Gated recurrent neural networks discover attention
- URL: http://arxiv.org/abs/2309.01775v2
- Date: Wed, 7 Feb 2024 11:30:01 GMT
- Title: Gated recurrent neural networks discover attention
- Authors: Nicolas Zucchet, Seijin Kobayashi, Yassir Akram, Johannes von Oswald,
Maxime Larcher, Angelika Steger, Jo\~ao Sacramento
- Abstract summary: Recent architectural developments have enabled recurrent neural networks (RNNs) to reach and even surpass the performance of Transformers.
We show how RNNs equipped with linear recurrent layers interconnected by feedforward paths with multiplicative gating can implement self-attention.
Our findings highlight the importance of multiplicative interactions in neural networks and suggest that certain RNNs might be unexpectedly implementing attention under the hood.

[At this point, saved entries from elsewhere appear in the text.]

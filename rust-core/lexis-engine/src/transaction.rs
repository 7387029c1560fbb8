// SPDX-License-Identifier: PMPL-1.0-or-later
// Copyright (c) 2026 Jonathan D.A. Jewell (hyperpolymath) <jonathan.jewell@open.ac.uk>
//! Snapshot/rollback transactions over a named set of collections.
//!
//! # Transaction State Machine
//!
//! ```text
//! ┌────────┐  begin()   ┌────────┐  commit()   ┌───────────┐
//! │  None  │ ──────────>│ Active │ ──────────> │ Committed │
//! └────────┘            └────────┘             └───────────┘
//!                            │
//!                            │ rollback()
//!                            ▼
//!                       ┌────────────┐
//!                       │ RolledBack │
//!                       └────────────┘
//! ```
//!
//! Each collection has at most one owning transaction. `begin` copies the
//! entry map of every participating collection; `rollback` hands those
//! copies back so the caller can restore them. Overlapping scopes fail fast
//! with [`EngineError::ConcurrentTransaction`] instead of nesting.

use std::collections::{BTreeMap, BTreeSet, HashMap};

use chrono::{DateTime, Utc};
use serde::{Deserialize, Serialize};
use tracing::{debug, info};
use uuid::Uuid;

use crate::entry::Entry;
use crate::error::EngineError;

/// Saved entry maps, keyed by collection name.
pub type SavedEntries = BTreeMap<String, BTreeMap<String, Entry>>;

/// The lifecycle state of a transaction.
#[derive(Debug, Clone, Copy, PartialEq, Eq, Hash)]
pub enum TransactionState {
    Active,
    Committed,
    RolledBack,
}

/// An in-flight unit of work.
#[derive(Debug)]
pub struct Transaction {
    pub id: Uuid,
    pub state: TransactionState,
    pub collections: BTreeSet<String>,
    snapshot: SavedEntries,
    pub started_at: DateTime<Utc>,
}

/// Transaction counters.
#[derive(Debug, Clone, Copy, Default, PartialEq, Eq, Serialize, Deserialize)]
pub struct TransactionStats {
    pub active: usize,
    pub committed: u64,
    pub rolled_back: u64,
}

/// Tracks active transactions and which collections they own.
#[derive(Debug, Default)]
pub struct TransactionManager {
    active: HashMap<Uuid, Transaction>,
    owners: HashMap<String, Uuid>,
    committed: u64,
    rolled_back: u64,
}

impl TransactionManager {
    pub fn new() -> Self {
        Self::default()
    }

    /// Fail if any of `names` is owned by an active transaction.
    pub fn ensure_available<'a, I>(&self, names: I) -> Result<(), EngineError>
    where
        I: IntoIterator<Item = &'a String>,
    {
        for name in names {
            if let Some(owner) = self.owners.get(name) {
                return Err(EngineError::ConcurrentTransaction {
                    collection: name.clone(),
                    owner: *owner,
                });
            }
        }
        Ok(())
    }

    /// Open a transaction over the collections in `snapshot`.
    pub fn begin(&mut self, snapshot: SavedEntries) -> Result<Uuid, EngineError> {
        self.ensure_available(snapshot.keys())?;

        let txn = Transaction {
            id: Uuid::new_v4(),
            state: TransactionState::Active,
            collections: snapshot.keys().cloned().collect(),
            snapshot,
            started_at: Utc::now(),
        };
        let id = txn.id;
        for name in &txn.collections {
            self.owners.insert(name.clone(), id);
        }

        info!(
            transaction = %id,
            collections = ?txn.collections,
            "Transaction started"
        );
        self.active.insert(id, txn);
        Ok(id)
    }

    fn finish(&mut self, id: Uuid, state: TransactionState) -> Result<Transaction, EngineError> {
        let mut txn = self
            .active
            .remove(&id)
            .ok_or(EngineError::UnknownTransaction(id))?;
        for name in &txn.collections {
            self.owners.remove(name);
        }
        txn.state = state;
        debug!(transaction = %id, state = ?state, "Locks released");
        Ok(txn)
    }

    /// Commit: discard the snapshot and release the collections.
    ///
    /// Returns the participating collection names.
    pub fn commit(&mut self, id: Uuid) -> Result<BTreeSet<String>, EngineError> {
        let txn = self.finish(id, TransactionState::Committed)?;
        self.committed += 1;
        info!(
            transaction = %id,
            elapsed_ms = (Utc::now() - txn.started_at).num_milliseconds(),
            "Transaction committed"
        );
        Ok(txn.collections)
    }

    /// Roll back: release the collections and return their saved entries.
    pub fn rollback(&mut self, id: Uuid) -> Result<SavedEntries, EngineError> {
        let txn = self.finish(id, TransactionState::RolledBack)?;
        self.rolled_back += 1;
        info!(
            transaction = %id,
            collections = txn.collections.len(),
            "Transaction rolled back"
        );
        Ok(txn.snapshot)
    }

    pub fn owner_of(&self, collection: &str) -> Option<Uuid> {
        self.owners.get(collection).copied()
    }

    pub fn active_count(&self) -> usize {
        self.active.len()
    }

    pub fn stats(&self) -> TransactionStats {
        TransactionStats {
            active: self.active.len(),
            committed: self.committed,
            rolled_back: self.rolled_back,
        }
    }
}
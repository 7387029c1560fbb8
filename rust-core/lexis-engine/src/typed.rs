// SPDX-License-Identifier: PMPL-1.0-or-later
// Copyright (c) 2026 Jonathan D.A. Jewell (hyperpolymath) <jonathan.jewell@open.ac.uk>
//! Typed collection handles.
//!
//! A [`TypedCollection`] fixes the collection name and value type once, so
//! callers working with one kind of record stop repeating both:
//!
//! ```rust
//! use lexis_engine::{EngineConfig, SetOptions, StoreManager};
//! use lexis_storage::InMemoryBackend;
//! use serde::{Deserialize, Serialize};
//!
//! #[derive(Debug, Serialize, Deserialize, PartialEq)]
//! struct Progress { streak: u32, xp: u64 }
//!
//! # tokio_test::block_on(async {
//! let store = StoreManager::new(EngineConfig::default(), InMemoryBackend::new()).unwrap();
//! let progress = store.collection::<Progress>("userProgress").unwrap();
//!
//! progress.set("today", &Progress { streak: 3, xp: 120 }).await.unwrap();
//! assert_eq!(progress.get("today").await.unwrap(), Some(Progress { streak: 3, xp: 120 }));
//! # });
//! ```

use std::collections::BTreeMap;
use std::marker::PhantomData;

use serde::de::DeserializeOwned;
use serde::Serialize;

use lexis_storage::StorageBackend;

use crate::error::EngineError;
use crate::store::{SetOptions, StoreManager};

/// A [`StoreManager`] view bound to one collection and value type.
pub struct TypedCollection<B: StorageBackend, T> {
    store: StoreManager<B>,
    name: String,
    _marker: PhantomData<fn() -> T>,
}

impl<B: StorageBackend, T> Clone for TypedCollection<B, T> {
    fn clone(&self) -> Self {
        Self {
            store: self.store.clone(),
            name: self.name.clone(),
            _marker: PhantomData,
        }
    }
}

impl<B, T> TypedCollection<B, T>
where
    B: StorageBackend,
    T: Serialize + DeserializeOwned,
{
    pub(crate) fn new(store: StoreManager<B>, name: &str) -> Self {
        Self {
            store,
            name: name.to_string(),
            _marker: PhantomData,
        }
    }

    pub fn name(&self) -> &str {
        &self.name
    }

    pub async fn get(&self, key: &str) -> Result<Option<T>, EngineError> {
        self.store.get(&self.name, key).await
    }

    pub async fn get_or(&self, key: &str, default: T) -> Result<T, EngineError> {
        self.store.get_or(&self.name, key, default).await
    }

    pub async fn set(&self, key: &str, value: &T) -> Result<(), EngineError> {
        self.store.set(&self.name, key, value, SetOptions::default()).await
    }

    pub async fn set_with(&self, key: &str, value: &T, options: SetOptions) -> Result<(), EngineError> {
        self.store.set(&self.name, key, value, options).await
    }

    pub async fn delete(&self, key: &str) -> Result<bool, EngineError> {
        self.store.delete(&self.name, key).await
    }

    /// Every live entry, deserialized. Fails on the first value that does
    /// not fit `T`.
    pub async fn get_all(&self) -> Result<BTreeMap<String, T>, EngineError> {
        self.store
            .get_all(&self.name)
            .await?
            .into_iter()
            .map(|(key, value)| -> Result<(String, T), EngineError> {
                Ok((key, serde_json::from_value(value)?))
            })
            .collect()
    }
}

- Score: 9.113450161370361
- License: http://arxiv.org/licenses/nonexclusive-distrib/1.0/
- Abstract: Recent architectural developments have enabled recurrent neural networks
(RNNs) to reach and even surpass the performance of Transformers on certain
sequence modeling tasks. These modern RNNs feature a prominent design pattern:
linear recurrent layers interconnected by feedforward paths with multiplicative
gating. Here, we show how RNNs equipped with these two design elements can
exactly implement (linear) self-attention, the main building block of
Transformers. By reverse-engineering a set of trained RNNs, we find that
gradient descent in practice discovers our construction. In particular, we
examine RNNs trained to solve simple in-context learning tasks on which
Transformers are known to excel and find that gradient descent instills in our
RNNs the same attention-based in-context learning algorithm used by
Transformers. Our findings highlight the importance of multiplicative
interactions in neural networks and suggest that certain RNNs might be
unexpectedly implementing attention under the hood.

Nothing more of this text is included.